Supplementary Material
Acknowledgments
The authors would like to thank the study participants for their valuable contributions to the study. In addition, we acknowledge the expert trial support of Atlantia Cork.
Funding Statement
M.N. was supported by a ZonMw VICI Grant 2020 [09150182010020] and an ERC-Advanced grant 2023 [101141346]. W.M.dV. by the SIAM Gravitation Grant 024.002.002, both of the Netherlands Organization for Scientific Research (NWO). I.A. was supported by an ACS Postdoctoral Fellowship Grant 2022.
Disclosure statement
J.K.B., S.H., S.G, J.F.M.L.S, N.B., S.M., and W.M.dV. were employed or received funds from Caelus Health. M.N. received SAB fees which were paid to Amsterdam UMC. M.N. and W.M.dV. are founders and SAB members of Caelus Health.
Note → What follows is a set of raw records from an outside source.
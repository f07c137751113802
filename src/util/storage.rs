//! Durable key-value storage for session and preference values.
//!
//! DESIGN
//! ======
//! Everything persisted by the client is a plain string under a fixed key.
//! `BrowserStorage` writes to `localStorage` in hydrate builds and is inert
//! elsewhere; `MemoryStorage` backs tests and server rendering. Write
//! failures (quota, private mode) are logged and dropped, since every value
//! stored here can be rebuilt from the backend.

#[cfg(test)]
#[path = "storage_test.rs"]
mod storage_test;

use std::collections::HashMap;
use std::sync::{Arc, Mutex, PoisonError};

/// String key-value storage that survives page reloads.
pub trait Storage {
    /// Read the value stored under `key`, if any.
    fn get(&self, key: &str) -> Option<String>;

    /// Store `value` under `key`, replacing any previous value.
    fn set(&self, key: &str, value: &str);

    /// Remove `key`. Removing a missing key is a no-op.
    fn remove(&self, key: &str);
}

/// `window.localStorage` in the browser; reads nothing and writes nowhere
/// outside hydrate builds.
#[derive(Clone, Copy, Debug, Default)]
pub struct BrowserStorage;

#[cfg(feature = "hydrate")]
fn local_storage() -> Option<web_sys::Storage> {
    web_sys::window().and_then(|w| w.local_storage().ok().flatten())
}

impl Storage for BrowserStorage {
    fn get(&self, key: &str) -> Option<String> {
        #[cfg(feature = "hydrate")]
        {
            local_storage()?.get_item(key).ok().flatten()
        }
        #[cfg(not(feature = "hydrate"))]
        {
            let _ = key;
            None
        }
    }

    fn set(&self, key: &str, value: &str) {
        #[cfg(feature = "hydrate")]
        {
            let Some(storage) = local_storage() else {
                return;
            };
            if storage.set_item(key, value).is_err() {
                leptos::logging::warn!("localStorage write failed for {key}");
            }
        }
        #[cfg(not(feature = "hydrate"))]
        {
            let _ = (key, value);
        }
    }

    fn remove(&self, key: &str) {
        #[cfg(feature = "hydrate")]
        {
            if let Some(storage) = local_storage() {
                let _ = storage.remove_item(key);
            }
        }
        #[cfg(not(feature = "hydrate"))]
        {
            let _ = key;
        }
    }
}

/// In-process storage. Clones share the same backing map, so a clone can
/// stand in for "the same browser after a reload".
#[derive(Clone, Debug, Default)]
pub struct MemoryStorage {
    entries: Arc<Mutex<HashMap<String, String>>>,
}

impl MemoryStorage {
    pub fn new() -> Self {
        Self::default()
    }

    /// Number of stored keys.
    pub fn len(&self) -> usize {
        self.entries.lock().unwrap_or_else(PoisonError::into_inner).len()
    }

    pub fn is_empty(&self) -> bool {
        self.len() == 0
    }
}

impl Storage for MemoryStorage {
    fn get(&self, key: &str) -> Option<String> {
        self.entries.lock().unwrap_or_else(PoisonError::into_inner).get(key).cloned()
    }

    fn set(&self, key: &str, value: &str) {
        self.entries
            .lock()
            .unwrap_or_else(PoisonError::into_inner)
            .insert(key.to_owned(), value.to_owned());
    }

    fn remove(&self, key: &str) {
        self.entries.lock().unwrap_or_else(PoisonError::into_inner).remove(key);
    }
}

impl<T: Storage + ?Sized> Storage for &T {
    fn get(&self, key: &str) -> Option<String> {
        (**self).get(key)
    }

    fn set(&self, key: &str, value: &str) {
        (**self).set(key, value);
    }

    fn remove(&self, key: &str) {
        (**self).remove(key);
    }
}
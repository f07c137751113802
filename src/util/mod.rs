//! Browser-facing helpers shared by state and routing.
//!
//! SYSTEM CONTEXT
//! ==============
//! `storage` abstracts durable key-value persistence; `locale` keeps the
//! UI language preference in the same storage.

pub mod locale;
pub mod storage;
Author contributions and guarantor statement
I.A., M.N., N.B., S.M., and W.M.dV. were involved in the conception, design, and conduct of the study and the analysis and interpretation of the results. J.K.B., I.A., and W.M.dV. wrote the first drafts of the manuscript. H.H., N.B., S.H., J.F.M.L.S. and S.G. provided technical support on bacterial growth, phylogenetic analysis, and qPCR determinations. M.-L.P. analyzed and interpreted the microbiota data. All authors edited, reviewed, and approved the final version of the manuscript. S.M. is the guarantor of this work and, as such, had full access to all the data in the study and takes responsibility for the integrity of the data and the accuracy of the data analysis.
Data and resource availability statement
The datasets generated during and/or analyzed in the current study are available from the corresponding author and guarantor of the work upon reasonable request.